From the Editor
A Smart Investment
A new natural resource act will help protect the state’s great outdoors.
In May, Governor Walz signed into law the $2 billion environment, natural resources, energy, and climate act (ENECA)—a blockbuster measure notable for its combination of one-time investments and new policies. The media highlighted the big issues wrapped into the act, including chronic wasting disease, climate change, and modernizing fish hatcheries and state park infrastructure. But one under-the-radar statute—a ban on the commercial harvest of turtles in Minnesota—proves just how wide-ranging that legislation was, and will continue to be for years to come. You can read more about the ban in “Catching a Break."
Several other stories in this issue touch on topics linked to the ENECA. Naturalist Clinton Dexter-Nienhaus, whom we chat with in the Q&A, is passionate about bogs and was no doubt happy that the measure included a large investment in wetland restoration. Elsewhere in the act was $5.3 million for the management of chronic wasting disease and farmed-cervid oversight. These dollars seek to control the spread of CWD while helping ensure that Minnesota’s whitetail fanatics—including those highlighted in “A Weekend at the Shack”—continue to have quality hunting opportunities.

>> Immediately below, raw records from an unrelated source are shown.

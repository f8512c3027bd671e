//! erg — command-line front-end for the conservation-checked ledger.
//!
//! Usage:
//!   erg init <supply>                  create the genesis ledger
//!   erg wallet create                  generate a keypair
//!   erg balance <addr>                 show an account balance
//!   erg send <to> <amount>             sign and apply a transfer
//!   erg state                          summarise the current state
//!   erg verify                         run the conservation check
//!   erg prove <addr>                   write a balance proof
//!   erg verify-proof <file>            check a balance proof
//!   erg delta <file1> <file2>          diff two state snapshot files
//!   erg node --port N [--connect ..]   run a full node
//!
//! Every invocation recovers the state from the data directory's WAL;
//! mutating verbs append to the WAL before applying. Exit code is zero on
//! success and non-zero on any error path.

mod wallet;

use std::path::{Path, PathBuf};

use anyhow::{bail, Context};
use clap::{Parser, Subcommand};

use erg_core::{PublicKey, Transaction};
use erg_node::{unix_now, Node, NodeConfig};
use erg_state::{BalanceProof, State};
use erg_sync::StateDelta;
use erg_wal::Wal;

use wallet::{create_wallet, load_wallet};

#[derive(Parser, Debug)]
#[command(name = "erg", version, about = "erg — an energy-conserving ledger")]
struct Args {
    /// Data directory (WAL, checkpoint, wallet).
    #[arg(long, global = true, default_value = "~/.erg")]
    data_dir: PathBuf,

    #[command(subcommand)]
    command: Command,
}

#[derive(Subcommand, Debug)]
enum Command {
    /// Create the genesis ledger, crediting the full supply to the local wallet.
    Init {
        /// Total supply to mint at genesis.
        supply: f64,
    },

    /// Wallet operations.
    Wallet {
        #[command(subcommand)]
        command: WalletCommand,
    },

    /// Show an account's balance.
    Balance {
        /// Account address (64 hex chars).
        addr: String,
    },

    /// Sign a transfer with the local wallet and apply it.
    Send {
        /// Recipient address (64 hex chars).
        to: String,
        /// Amount to transfer.
        amount: f64,
    },

    /// Summarise the current ledger state.
    State,

    /// Verify the conservation invariant.
    Verify,

    /// Generate a balance proof for an account.
    Prove {
        /// Account address (64 hex chars).
        addr: String,
        /// Output file.
        #[arg(long, default_value = "balance.proof")]
        out: PathBuf,
    },

    /// Verify a balance proof file against the current state.
    VerifyProof {
        /// Proof file written by `erg prove`.
        file: PathBuf,
    },

    /// Compute and print the delta between two state snapshot files.
    Delta {
        file1: PathBuf,
        file2: PathBuf,
    },

    /// Run a full node.
    Node {
        /// TCP listen port.
        #[arg(long)]
        port: u16,
        /// Peers to dial, host:port. May be repeated.
        #[arg(long)]
        connect: Vec<String>,
        /// Trusted validator keys (hex) for snapshot acceptance.
        #[arg(long)]
        trust: Vec<String>,
    },
}

#[derive(Subcommand, Debug)]
enum WalletCommand {
    /// Generate a new keypair and save it to the data directory.
    Create,
}

#[tokio::main]
async fn main() -> anyhow::Result<()> {
    tracing_subscriber::fmt()
        .with_env_filter(
            tracing_subscriber::EnvFilter::try_from_default_env()
                .unwrap_or_else(|_| "warn,erg=info".parse().unwrap()),
        )
        .init();

    let args = Args::parse();
    let data_dir = expand_tilde(&args.data_dir);

    match args.command {
        Command::Init { supply } => cmd_init(&data_dir, supply),
        Command::Wallet { command } => match command {
            WalletCommand::Create => cmd_wallet_create(&data_dir),
        },
        Command::Balance { addr } => cmd_balance(&data_dir, &addr),
        Command::Send { to, amount } => cmd_send(&data_dir, &to, amount),
        Command::State => cmd_state(&data_dir),
        Command::Verify => cmd_verify(&data_dir),
        Command::Prove { addr, out } => cmd_prove(&data_dir, &addr, &out),
        Command::VerifyProof { file } => cmd_verify_proof(&data_dir, &file),
        Command::Delta { file1, file2 } => cmd_delta(&file1, &file2),
        Command::Node {
            port,
            connect,
            trust,
        } => cmd_node(&data_dir, port, connect, trust).await,
    }
}

// ── Ledger helpers ────────────────────────────────────────────────────────────

/// Open the WAL and rebuild the current state from it.
fn open_ledger(data_dir: &Path) -> anyhow::Result<(Wal, State)> {
    let now = unix_now();
    let mut wal = Wal::open(data_dir, now).context("opening write-ahead log")?;
    let report = wal.recover(now).context("recovering state from WAL")?;
    Ok((wal, report.state))
}

fn parse_addr(addr: &str) -> anyhow::Result<PublicKey> {
    PublicKey::from_hex(addr).with_context(|| format!("invalid address `{addr}`"))
}

// ── Commands ──────────────────────────────────────────────────────────────────

fn cmd_init(data_dir: &Path, supply: f64) -> anyhow::Result<()> {
    let (mut wal, state) = open_ledger(data_dir)?;
    if wal.is_initialised() || state.account_count() > 0 {
        bail!("ledger already initialised in {}", data_dir.display());
    }

    let keypair = match load_wallet(data_dir) {
        Ok(kp) => kp,
        Err(_) => {
            println!("No wallet found; creating one.");
            create_wallet(data_dir)?
        }
    };

    let now = unix_now();
    wal.append_genesis(&keypair.public(), supply, now)?;
    let genesis = State::genesis(keypair.public(), supply, now)?;
    wal.checkpoint(&genesis, now)?;

    println!("Genesis created.");
    println!("Founder:      {}", keypair.public());
    println!("Total supply: {supply}");
    println!("State hash:   {}", genesis.state_hash());
    Ok(())
}

fn cmd_wallet_create(data_dir: &Path) -> anyhow::Result<()> {
    let keypair = create_wallet(data_dir)?;
    println!("Address: {}", keypair.public());
    println!("Keyfile: {}", wallet::wallet_path(data_dir).display());
    Ok(())
}

fn cmd_balance(data_dir: &Path, addr: &str) -> anyhow::Result<()> {
    let key = parse_addr(addr)?;
    let (_wal, state) = open_ledger(data_dir)?;
    let account = state
        .account(&key)
        .with_context(|| format!("account not found: {addr}"))?;
    println!("Account: {}", key);
    println!("Balance: {:.8}", account.balance);
    println!("Nonce:   {}", account.nonce);
    Ok(())
}

fn cmd_send(data_dir: &Path, to: &str, amount: f64) -> anyhow::Result<()> {
    let to_key = parse_addr(to)?;
    let keypair = load_wallet(data_dir)?;
    let (mut wal, mut state) = open_ledger(data_dir)?;

    let nonce = state.account(&keypair.public()).map_or(0, |a| a.nonce);
    let now = unix_now();
    let mut tx = Transaction::new(keypair.public(), to_key, amount, nonce, now);
    keypair
        .sign_transaction(&mut tx)
        .context("signing transaction")?;

    wal.append_transaction(&tx, now)?;
    state.execute(&tx, now).context("executing transfer")?;

    println!("Sent {amount} to {to_key}");
    println!(
        "Sender balance:   {:.8}",
        state.account(&keypair.public()).map_or(0.0, |a| a.balance)
    );
    println!("State hash:       {}", state.state_hash());
    Ok(())
}

fn cmd_state(data_dir: &Path) -> anyhow::Result<()> {
    let (wal, state) = open_ledger(data_dir)?;
    println!("Version:      {}", state.version());
    println!("Accounts:     {}", state.account_count());
    println!("Total supply: {:.8}", state.total_supply());
    println!("State hash:   {}", state.state_hash());
    println!("Prev hash:    {}", state.prev_hash());
    println!("WAL entries:  {}", wal.entry_count());
    Ok(())
}

fn cmd_verify(data_dir: &Path) -> anyhow::Result<()> {
    let (_wal, state) = open_ledger(data_dir)?;
    state
        .verify_conservation()
        .context("conservation check failed")?;
    let total: f64 = state.accounts().iter().map(|a| a.balance).sum();
    println!("Conservation OK: Σ balances = {:.8}", total);
    Ok(())
}

fn cmd_prove(data_dir: &Path, addr: &str, out: &Path) -> anyhow::Result<()> {
    let key = parse_addr(addr)?;
    let (_wal, state) = open_ledger(data_dir)?;
    let proof = BalanceProof::generate(&state, &key, unix_now())?;
    proof.save(out)?;
    println!("Proof written to {}", out.display());
    println!("State hash: {}", proof.state_hash);
    println!("Balance:    {:.8}", proof.balance);
    Ok(())
}

fn cmd_verify_proof(data_dir: &Path, file: &Path) -> anyhow::Result<()> {
    let (_wal, state) = open_ledger(data_dir)?;
    let proof = BalanceProof::load(file)
        .with_context(|| format!("reading proof from {}", file.display()))?;
    proof
        .verify(&state)
        .context("proof does not verify against the current state")?;
    println!("Proof OK");
    println!("Wallet:  {}", proof.wallet);
    println!("Balance: {:.8}", proof.balance);
    Ok(())
}

fn cmd_delta(file1: &Path, file2: &Path) -> anyhow::Result<()> {
    let before = State::load(file1)
        .with_context(|| format!("loading snapshot {}", file1.display()))?;
    let after = State::load(file2)
        .with_context(|| format!("loading snapshot {}", file2.display()))?;

    let delta = StateDelta::compute(&before, &after);
    println!("From:    {}", delta.prev_hash);
    println!("To:      {}", delta.new_hash);
    println!("Supply:  {:.8}", delta.total_supply);
    println!("Changes: {}", delta.changes.len());
    for (i, ch) in delta.changes.iter().enumerate() {
        println!(
            "  [{i}] {}: {:.8} -> {:.8} (nonce {} -> {})",
            ch.pubkey, ch.old_balance, ch.new_balance, ch.old_nonce, ch.new_nonce
        );
    }
    println!("Encoded size: {} bytes", delta.to_bytes().len());
    Ok(())
}

async fn cmd_node(
    data_dir: &Path,
    port: u16,
    connect: Vec<String>,
    trust: Vec<String>,
) -> anyhow::Result<()> {
    let trusted_validators = trust
        .iter()
        .map(|t| parse_addr(t))
        .collect::<anyhow::Result<Vec<_>>>()?;

    // A local wallet makes this node a validator identity; optional.
    let keypair = load_wallet(data_dir).ok();

    let node = Node::open(
        NodeConfig {
            port,
            connect,
            data_dir: data_dir.to_path_buf(),
            trusted_validators,
        },
        keypair,
    )?;
    node.run().await.context("node terminated")?;
    Ok(())
}

/// Expand a leading `~` to the user's home directory.
fn expand_tilde(path: &Path) -> PathBuf {
    if let Ok(stripped) = path.strip_prefix("~") {
        if let Ok(home) = std::env::var("HOME").or_else(|_| std::env::var("USERPROFILE")) {
            return PathBuf::from(home).join(stripped);
        }
    }
    path.to_path_buf()
}
use ed25519_dalek::{Signer, SigningKey};
use rand::rngs::OsRng;

use erg_core::{ErgError, PublicKey, Signature, Transaction};

/// An Ed25519 keypair with its derived 32-byte public identity.
///
/// The signing key is zeroized on drop (dalek's `zeroize` feature).
pub struct Keypair {
    public: PublicKey,
    signing: SigningKey,
}

impl Keypair {
    /// Generate a fresh keypair from the OS RNG.
    pub fn generate() -> Self {
        let signing = SigningKey::generate(&mut OsRng);
        let public = PublicKey::from_bytes(signing.verifying_key().to_bytes());
        Self { public, signing }
    }

    /// Restore a keypair from the 32-byte secret seed (e.g. a wallet file).
    pub fn from_secret_bytes(secret: &[u8; 32]) -> Self {
        let signing = SigningKey::from_bytes(secret);
        let public = PublicKey::from_bytes(signing.verifying_key().to_bytes());
        Self { public, signing }
    }

    pub fn public(&self) -> PublicKey {
        self.public
    }

    /// The 32-byte secret seed, for wallet persistence. Handle with care.
    pub fn secret_bytes(&self) -> [u8; 32] {
        self.signing.to_bytes()
    }

    /// Sign arbitrary bytes with this keypair.
    pub fn sign(&self, message: &[u8]) -> Signature {
        Signature::from_bytes(self.signing.sign(message).to_bytes())
    }

    /// Sign a transaction in place.
    ///
    /// Refuses to sign when this keypair's public key does not match
    /// `tx.from`: a producer must never be able to authorise a transfer out
    /// of an account it does not hold the key for.
    pub fn sign_transaction(&self, tx: &mut Transaction) -> Result<(), ErgError> {
        if tx.from != self.public {
            return Err(ErgError::Crypto(format!(
                "signer {} does not match sender {}",
                self.public, tx.from
            )));
        }
        tx.signature = self.sign(&tx.signing_bytes());
        Ok(())
    }
}

impl std::fmt::Debug for Keypair {
    fn fmt(&self, f: &mut std::fmt::Formatter<'_>) -> std::fmt::Result {
        write!(f, "Keypair {{ public: {:?} }}", self.public)
    }
}

#[cfg(test)]
mod tests {
    use super::*;
    use crate::verify::verify_transaction;

    #[test]
    fn sign_and_verify_transfer() {
        let kp = Keypair::generate();
        let to = Keypair::generate();
        let mut tx = Transaction::new(kp.public(), to.public(), 10.0, 0, 1_000);
        kp.sign_transaction(&mut tx).unwrap();
        assert!(verify_transaction(&tx).is_ok());
    }

    #[test]
    fn refuses_to_impersonate() {
        let kp = Keypair::generate();
        let other = Keypair::generate();
        let mut tx = Transaction::new(other.public(), kp.public(), 10.0, 0, 1_000);
        assert!(matches!(
            kp.sign_transaction(&mut tx),
            Err(ErgError::Crypto(_))
        ));
    }

    #[test]
    fn secret_round_trip() {
        let kp = Keypair::generate();
        let restored = Keypair::from_secret_bytes(&kp.secret_bytes());
        assert_eq!(restored.public(), kp.public());
    }
}
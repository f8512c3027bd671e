use tracing::warn;

use erg_core::{
    PublicKey, Timestamp, BAN_SECS, MAX_MSGS_PER_MINUTE, MAX_TXS_PER_MINUTE, MAX_VIOLATIONS,
};

use crate::message::MessageType;

/// What to do with a peer's message after policy checks.
#[derive(Clone, Copy, Debug, PartialEq, Eq)]
pub enum PeerVerdict {
    Allow,
    /// Over a rate limit; drop the message, count a violation.
    Throttled,
    /// The peer is banned; drop silently.
    Banned,
}

/// Per-peer connection state and abuse accounting.
#[derive(Clone, Debug)]
pub struct PeerInfo {
    pub node_pubkey: Option<PublicKey>,
    pub is_validator: bool,
    pub handshaked: bool,
    pub last_seen: Timestamp,
    pub violations: u32,
    pub banned: bool,
    /// None while unbanned; Some(0) is a permanent ban.
    pub ban_until: Option<Timestamp>,
    window_start: Timestamp,
    msg_count: u32,
    tx_count: u32,
}

impl PeerInfo {
    pub fn new(now: Timestamp) -> Self {
        Self {
            node_pubkey: None,
            is_validator: false,
            handshaked: false,
            last_seen: now,
            violations: 0,
            banned: false,
            ban_until: None,
            window_start: now,
            msg_count: 0,
            tx_count: 0,
        }
    }

    /// Run the per-message policy: ban expiry, the rolling one-minute
    /// message and transaction limits, and violation escalation.
    pub fn record_message(&mut self, kind: MessageType, now: Timestamp) -> PeerVerdict {
        if self.banned {
            match self.ban_until {
                Some(until) if until > 0 && now >= until => {
                    self.banned = false;
                    self.ban_until = None;
                    self.violations = 0;
                }
                _ => return PeerVerdict::Banned,
            }
        }

        if now >= self.window_start + 60 {
            self.window_start = now;
            self.msg_count = 0;
            self.tx_count = 0;
        }

        self.msg_count += 1;
        if self.msg_count > MAX_MSGS_PER_MINUTE {
            self.register_violation(now, false);
            return PeerVerdict::Throttled;
        }

        if kind == MessageType::Tx {
            self.tx_count += 1;
            if self.tx_count > MAX_TXS_PER_MINUTE {
                self.register_violation(now, false);
                return PeerVerdict::Throttled;
            }
        }

        self.last_seen = now;
        PeerVerdict::Allow
    }

    /// Count a protocol violation. Unknown message types escalate straight
    /// to a permanent ban once the threshold is hit.
    pub fn register_violation(&mut self, now: Timestamp, permanent: bool) {
        self.violations += 1;
        if self.violations >= MAX_VIOLATIONS {
            self.ban(now, permanent);
        }
    }

    pub fn ban(&mut self, now: Timestamp, permanent: bool) {
        self.banned = true;
        self.ban_until = if permanent { Some(0) } else { Some(now + BAN_SECS) };
        warn!(
            permanent,
            violations = self.violations,
            "peer banned"
        );
    }
}

#[cfg(test)]
mod tests {
    use super::*;

    const NOW: Timestamp = 1_000_000;

    #[test]
    fn message_rate_limit_throttles() {
        let mut peer = PeerInfo::new(NOW);
        for _ in 0..MAX_MSGS_PER_MINUTE {
            assert_eq!(peer.record_message(MessageType::Ping, NOW), PeerVerdict::Allow);
        }
        assert_eq!(
            peer.record_message(MessageType::Ping, NOW),
            PeerVerdict::Throttled
        );
        assert_eq!(peer.violations, 1);
    }

    #[test]
    fn window_resets_after_a_minute() {
        let mut peer = PeerInfo::new(NOW);
        for _ in 0..MAX_MSGS_PER_MINUTE {
            peer.record_message(MessageType::Ping, NOW);
        }
        assert_eq!(
            peer.record_message(MessageType::Ping, NOW + 60),
            PeerVerdict::Allow
        );
    }

    #[test]
    fn tx_limit_is_tighter() {
        let mut peer = PeerInfo::new(NOW);
        for _ in 0..MAX_TXS_PER_MINUTE {
            assert_eq!(peer.record_message(MessageType::Tx, NOW), PeerVerdict::Allow);
        }
        assert_eq!(
            peer.record_message(MessageType::Tx, NOW),
            PeerVerdict::Throttled
        );
    }

    #[test]
    fn five_violations_ban_for_an_hour() {
        let mut peer = PeerInfo::new(NOW);
        for _ in 0..MAX_VIOLATIONS {
            peer.register_violation(NOW, false);
        }
        assert!(peer.banned);
        assert_eq!(
            peer.record_message(MessageType::Ping, NOW + 1),
            PeerVerdict::Banned
        );
        // Ban expires after an hour.
        assert_eq!(
            peer.record_message(MessageType::Ping, NOW + BAN_SECS + 1),
            PeerVerdict::Allow
        );
    }

    #[test]
    fn permanent_ban_never_expires() {
        let mut peer = PeerInfo::new(NOW);
        peer.ban(NOW, true);
        assert_eq!(
            peer.record_message(MessageType::Ping, NOW + BAN_SECS * 1000),
            PeerVerdict::Banned
        );
    }
}
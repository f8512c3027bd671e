//! Wallet keyfile handling: a JSON file holding the hex-encoded Ed25519
//! seed and its derived address.

use std::path::{Path, PathBuf};

use anyhow::{bail, Context};
use serde::{Deserialize, Serialize};
use zeroize::Zeroizing;

use erg_crypto::Keypair;

pub const WALLET_FILE: &str = "wallet.json";

#[derive(Serialize, Deserialize)]
struct WalletFile {
    public_key: String,
    secret_key: String,
}

pub fn wallet_path(data_dir: &Path) -> PathBuf {
    data_dir.join(WALLET_FILE)
}

/// Generate a keypair and write the keyfile. Refuses to overwrite.
pub fn create_wallet(data_dir: &Path) -> anyhow::Result<Keypair> {
    let path = wallet_path(data_dir);
    if path.exists() {
        bail!("wallet already exists at {}", path.display());
    }
    std::fs::create_dir_all(data_dir)
        .with_context(|| format!("creating data dir {}", data_dir.display()))?;

    let keypair = Keypair::generate();
    let record = WalletFile {
        public_key: keypair.public().to_hex(),
        secret_key: hex::encode(keypair.secret_bytes()),
    };
    let json = serde_json::to_string_pretty(&record)?;
    std::fs::write(&path, json)
        .with_context(|| format!("writing keyfile {}", path.display()))?;
    Ok(keypair)
}

/// Load the keypair from the keyfile, verifying the recorded address.
pub fn load_wallet(data_dir: &Path) -> anyhow::Result<Keypair> {
    let path = wallet_path(data_dir);
    let json = std::fs::read_to_string(&path)
        .with_context(|| format!("reading keyfile {}", path.display()))?;
    let record: WalletFile = serde_json::from_str(&json).context("parsing keyfile")?;

    // Wipe the intermediate copy of the seed once the keypair is built.
    let secret = Zeroizing::new(hex::decode(&record.secret_key).context("decoding secret key")?);
    if secret.len() != 32 {
        bail!("secret key must be 32 bytes");
    }
    let mut seed = [0u8; 32];
    seed.copy_from_slice(&secret);
    let keypair = Keypair::from_secret_bytes(&seed);
    seed.fill(0);

    if keypair.public().to_hex() != record.public_key {
        bail!("keyfile public key does not match its secret key");
    }
    Ok(keypair)
}
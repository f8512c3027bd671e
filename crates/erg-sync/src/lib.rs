//! erg-sync
//!
//! Replicated-state synchronization. Deltas are the normal path: a compact
//! record of per-account changes between two adjacent states, re-checked for
//! conservation at the receiver before anything mutates. Signed full
//! snapshots are the bootstrap path, accepted only from trusted validators.

pub mod delta;
pub mod snapshot;

pub use delta::{AccountChange, StateDelta};
pub use snapshot::{accept_snapshot, SignedSnapshotHeader, TrustList};
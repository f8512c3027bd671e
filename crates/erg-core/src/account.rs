use serde::{Deserialize, Serialize};

use crate::constants::ACCOUNT_RECORD_LEN;
use crate::error::ErgError;
use crate::types::{Amount, Nonce, PublicKey};

/// An account: the unit of ledger state. Accounts are created at genesis, on
/// explicit registration, or on first receipt of funds, and never destroyed.
#[derive(Clone, Debug, PartialEq, Serialize, Deserialize)]
pub struct Account {
    pub public_key: PublicKey,
    pub balance: Amount,
    pub nonce: Nonce,
}

impl Account {
    pub fn new(public_key: PublicKey, balance: Amount) -> Self {
        Self {
            public_key,
            balance,
            nonce: 0,
        }
    }

    /// Packed snapshot record: pubkey(32) ‖ balance(8, raw bits LE) ‖ nonce(8 LE).
    pub fn to_record(&self) -> [u8; ACCOUNT_RECORD_LEN] {
        let mut buf = [0u8; ACCOUNT_RECORD_LEN];
        buf[..32].copy_from_slice(&self.public_key.0);
        buf[32..40].copy_from_slice(&self.balance.to_bits().to_le_bytes());
        buf[40..48].copy_from_slice(&self.nonce.to_le_bytes());
        buf
    }

    pub fn from_record(buf: &[u8]) -> Result<Self, ErgError> {
        if buf.len() < ACCOUNT_RECORD_LEN {
            return Err(ErgError::Serialization(format!(
                "account record too short: {} bytes",
                buf.len()
            )));
        }
        let mut pk = [0u8; 32];
        pk.copy_from_slice(&buf[..32]);
        let mut bits = [0u8; 8];
        bits.copy_from_slice(&buf[32..40]);
        let mut nonce = [0u8; 8];
        nonce.copy_from_slice(&buf[40..48]);
        Ok(Self {
            public_key: PublicKey::from_bytes(pk),
            balance: f64::from_bits(u64::from_le_bytes(bits)),
            nonce: u64::from_le_bytes(nonce),
        })
    }
}
use serde::{Deserialize, Serialize};
use tracing::{info, warn};

use erg_core::{Amount, ErgError, PublicKey, Timestamp, CROSS_SHARD_LOCK_EXPIRY_SECS};

/// A cross-shard transfer lock. Held from phase 1 until phase-2 commit or
/// expiry; while a sender holds an unexpired lock, no shard may apply
/// another transfer from them.
#[derive(Clone, Debug, Serialize, Deserialize)]
pub struct CrossShardLock {
    pub sender: PublicKey,
    pub source_shard: u8,
    pub dest_shard: u8,
    pub amount: Amount,
    pub sequence: u64,
    pub expires_at: Timestamp,
    pub committed: bool,
}

/// The lock table. Owned by the consensus subsystem; shard executors and
/// the node consult it around the two-phase protocol.
#[derive(Clone, Debug, Default, Serialize, Deserialize)]
pub struct CrossShardLockTable {
    locks: Vec<CrossShardLock>,
}

impl CrossShardLockTable {
    pub fn new() -> Self {
        Self::default()
    }

    /// True if `sender` holds any unexpired, uncommitted lock.
    pub fn has_active(&self, sender: &PublicKey, now: Timestamp) -> bool {
        self.locks
            .iter()
            .any(|l| l.sender == *sender && !l.committed && now < l.expires_at)
    }

    /// Acquire a lock for a cross-shard transfer. A sender with an unexpired
    /// lock cannot take a second one — that is the double-spend guard.
    pub fn acquire(
        &mut self,
        sender: PublicKey,
        source_shard: u8,
        dest_shard: u8,
        amount: Amount,
        sequence: u64,
        now: Timestamp,
    ) -> Result<(), ErgError> {
        if self.has_active(&sender, now) {
            return Err(ErgError::LockHeld);
        }
        self.locks.push(CrossShardLock {
            sender,
            source_shard,
            dest_shard,
            amount,
            sequence,
            expires_at: now + CROSS_SHARD_LOCK_EXPIRY_SECS,
            committed: false,
        });
        Ok(())
    }

    /// Release on phase-2 commit.
    pub fn commit(&mut self, sender: &PublicKey, sequence: u64) {
        if let Some(pos) = self
            .locks
            .iter()
            .position(|l| l.sender == *sender && l.sequence == sequence)
        {
            let lock = self.locks.remove(pos);
            info!(
                sender = %lock.sender,
                sequence,
                "cross-shard lock released on commit"
            );
        }
    }

    /// Drop a lock whose phase 1 never applied (or was already
    /// compensated), without recording a commit.
    pub fn release(&mut self, sender: &PublicKey, sequence: u64) {
        self.locks
            .retain(|l| !(l.sender == *sender && l.sequence == sequence));
    }

    /// Drain expired, uncommitted locks. Each returned lock's phase 1 must
    /// be rolled back by the caller.
    pub fn expire(&mut self, now: Timestamp) -> Vec<CrossShardLock> {
        let mut expired = Vec::new();
        self.locks.retain(|l| {
            if !l.committed && now >= l.expires_at {
                warn!(sender = %l.sender, sequence = l.sequence, "cross-shard lock expired");
                expired.push(l.clone());
                false
            } else {
                true
            }
        });
        expired
    }

    pub fn len(&self) -> usize {
        self.locks.len()
    }

    pub fn is_empty(&self) -> bool {
        self.locks.is_empty()
    }
}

Legislators showed their commitment to water conservation as well, earmarking funds for efforts such as clean-water crop initiatives and an eventual ban on the sale of consumer products containing intentionally added “forever chemicals,” which pollute our waters. Clean water is important to Minnesotans, including paddlers like Frank Bures, whose article “Let It Flow” chronicles an epic canoe race he completed last summer on the Mississippi River. Bures’ story caused me to reflect, once more, on the importance of protecting the state’s invaluable natural resources, from turtles to whitetails to waterways big and small.